//! Cursor-based consumption of job events. Super admin only.
//!
//! The consumer keeps its position in the `jobs_events` counter, created at
//! zero on first read and moved forward under an etag.

use uuid::Uuid;

use super::context::Context;
use crate::error::{SchedulerError, SchedulerResult};
use crate::models::job_event::{Counter, JobEvent, JOB_EVENTS_COUNTER};
use crate::repository::Store;

/// Upper bound on a single page of events.
pub const MAX_EVENTS_PAGE: i64 = 1000;

fn ensure_super_admin<S: Store + ?Sized>(ctx: &Context<'_, S>) -> SchedulerResult<()> {
    if ctx.caller.super_admin {
        Ok(())
    } else {
        Err(SchedulerError::Unauthorized)
    }
}

/// Events with an id greater than or equal to `sequence`, oldest first.
pub async fn list_job_events<S: Store + ?Sized>(
    ctx: &mut Context<'_, S>,
    sequence: i64,
    limit: Option<i64>,
) -> SchedulerResult<Vec<JobEvent>> {
    ensure_super_admin(ctx)?;
    let limit = limit.unwrap_or(MAX_EVENTS_PAGE).clamp(1, MAX_EVENTS_PAGE);
    ctx.store.job_events_from(sequence, limit).await
}

/// Drop every event from `sequence` onwards once a consumer has them.
pub async fn purge_job_events<S: Store + ?Sized>(
    ctx: &mut Context<'_, S>,
    sequence: i64,
) -> SchedulerResult<u64> {
    ensure_super_admin(ctx)?;
    let purged = ctx.store.purge_job_events_from(sequence).await?;
    tracing::info!(sequence, purged, "Purged job events");
    Ok(purged)
}

/// The consumer cursor, created at zero if nobody read it before.
pub async fn current_sequence<S: Store + ?Sized>(
    ctx: &mut Context<'_, S>,
) -> SchedulerResult<Counter> {
    ensure_super_admin(ctx)?;
    if let Some(counter) = ctx.store.get_counter(JOB_EVENTS_COUNTER).await? {
        return Ok(counter);
    }
    ctx.store
        .create_counter(&Counter {
            name: JOB_EVENTS_COUNTER.to_string(),
            sequence: 0,
            etag: Uuid::new_v4(),
        })
        .await?;
    ctx.store
        .get_counter(JOB_EVENTS_COUNTER)
        .await?
        .ok_or_else(|| SchedulerError::not_found("counter", JOB_EVENTS_COUNTER))
}

/// Move the consumer cursor. A stale `if_match` is a `Conflict`.
pub async fn update_sequence<S: Store + ?Sized>(
    ctx: &mut Context<'_, S>,
    sequence: i64,
    if_match: Uuid,
) -> SchedulerResult<Counter> {
    ensure_super_admin(ctx)?;
    let etag = Uuid::new_v4();
    if !ctx
        .store
        .update_counter(JOB_EVENTS_COUNTER, if_match, sequence, etag)
        .await?
    {
        return Err(SchedulerError::conflict("counter", JOB_EVENTS_COUNTER));
    }
    tracing::info!(sequence, "Job events cursor moved");
    Ok(Counter {
        name: JOB_EVENTS_COUNTER.to_string(),
        sequence,
        etag,
    })
}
====================
- Work to complete:
Using the data above, reproduce every line exactly.

- Solution below:
//! Cursor-based consumption of job events. Super admin only.
//!
//! The consumer keeps its position in the `jobs_events` counter, created at
//! zero on first read and moved forward under an etag.

use uuid::Uuid;

use super::context::Context;
use crate::error::{SchedulerError, SchedulerResult};
use crate::models::job_event::{Counter, JobEvent, JOB_EVENTS_COUNTER};
use crate::repository::Store;

/// Upper bound on a single page of events.
pub const MAX_EVENTS_PAGE: i64 = 1000;

fn ensure_super_admin<S: Store + ?Sized>(ctx: &Context<'_, S>) -> SchedulerResult<()> {
    if ctx.caller.super_admin {
        Ok(())
    } else {
        Err(SchedulerError::Unauthorized)
    }
}

/// Events with an id greater than or equal to `sequence`, oldest first.
pub async fn list_job_events<S: Store + ?Sized>(
    ctx: &mut Context<'_, S>,
    sequence: i64,
    limit: Option<i64>,
) -> SchedulerResult<Vec<JobEvent>> {
    ensure_super_admin(ctx)?;
    let limit = limit.unwrap_or(MAX_EVENTS_PAGE).clamp(1, MAX_EVENTS_PAGE);
    ctx.store.job_events_from(sequence, limit).await
}

/// Drop every event from `sequence` onwards once a consumer has them.
pub async fn purge_job_events<S: Store + ?Sized>(
    ctx: &mut Context<'_, S>,
    sequence: i64,
) -> SchedulerResult<u64> {
    ensure_super_admin(ctx)?;
    let purged = ctx.store.purge_job_events_from(sequence).await?;
    tracing::info!(sequence, purged, "Purged job events");
    Ok(purged)
}

/// The consumer cursor, created at zero if nobody read it before.
pub async fn current_sequence<S: Store + ?Sized>(
    ctx: &mut Context<'_, S>,
) -> SchedulerResult<Counter> {
    ensure_super_admin(ctx)?;
    if let Some(counter) = ctx.store.get_counter(JOB_EVENTS_COUNTER).await? {
        return Ok(counter);
    }
    ctx.store
        .create_counter(&Counter {
            name: JOB_EVENTS_COUNTER.to_string(),
            sequence: 0,
            etag: Uuid::new_v4(),
        })
        .await?;
    ctx.store
        .get_counter(JOB_EVENTS_COUNTER)
        .await?
        .ok_or_else(|| SchedulerError::not_found("counter", JOB_EVENTS_COUNTER))
}

/// Move the consumer cursor. A stale `if_match` is a `Conflict`.
pub async fn update_sequence<S: Store + ?Sized>(
    ctx: &mut Context<'_, S>,
    sequence: i64,
    if_match: Uuid,
) -> SchedulerResult<Counter> {
    ensure_super_admin(ctx)?;
    let etag = Uuid::new_v4();
    if !ctx
        .store
        .update_counter(JOB_EVENTS_COUNTER, if_match, sequence, etag)
        .await?
    {
        return Err(SchedulerError::conflict("counter", JOB_EVENTS_COUNTER));
    }
    tracing::info!(sequence, "Job events cursor moved");
    Ok(Counter {
        name: JOB_EVENTS_COUNTER.to_string(),
        sequence,
        etag,
    })
}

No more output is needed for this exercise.